Last week's games (I use "week" in the Tecmo sense, actual time elapsed between the simulation of these weeks has been at least a score according to some of my e-mailers) provided a lot of upsets to the top teams, meaning that we do not yet have a division clinched. I am kind of surprised by that as I would normally have expected Buffalo or San Francisco to be ready to apply Meng's Tongan Death Grip to their underprivileged brethren by now. Another week and a Patriots game on the Bills schedule gives hope to all of the Tecmo fans who are unbelievable pussies and cheer for the best two teams on the game. This could be the week they officially pull away. Or maybe this could be the week that Steve Grogan puts together a great game and leads the Patriots to a hard-fought win. Of course, that is about as realistic as me not making a joke about the Patriots' suckariffic play so I already know that none of you took it seriously. Just like none of you seriously are pulling for the Bills and the 49ers.........at least you better not be.

Game of the Week: New York Jets vs. San Diego



Buffalo (9-2) vs. New England (1-10)

QB Bills completed 91% of his passes. The only incompletion occurred when James Lofton's protruding broken femur punctured the football. The referees were quick to delay the game, not because Lofton was badly injured, but because the host Patriots only owned one football.

Final Score: Buffalo-35 New England-28

Cincinnati (5-6) vs. Los Angeles Raiders (5-6)

I'm pretty cynical, or maybe it's just that I'm trying to put up an impossible front, but a late season game between two equally mediocre teams doesn't excite me. Of course I'm glad to see the Raiders being sent packing, but there are a lot of really intriguing Blades of Steel games that I could be simulating instead.

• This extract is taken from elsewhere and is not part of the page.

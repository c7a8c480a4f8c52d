//! Record sink backends

pub mod file;
pub mod mem;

Final Score: Cincinnati-28 Los Angeles-24

Denver (6-5) vs. Seattle (6-5)

Now this game intrigues me a lot more, not only because of the inversed records, but because I have full faith in Denver's losing abilities which would further along my prediction of Seattle in the playoffs. John L. Williams had five catches for over 100 yards in this one which I find to be a rather interesting stat, although you may fairly yawn or even more fairly completely not be reading this page altogether.

Final Score: Seattle-27 Denver-20

Houston (8-3) vs. Pittsburgh (4-7)

In a very un-Moonlike game, Warren gets picked off three times and the Oilers lose for the second week in a row to a completely inferior divisional rival. With the Bengals loss, the Oilers maintain a two game cushion with four weeks to play. This allows an additional un-Moonlike game of breathing room for the Texans in the light blue pants.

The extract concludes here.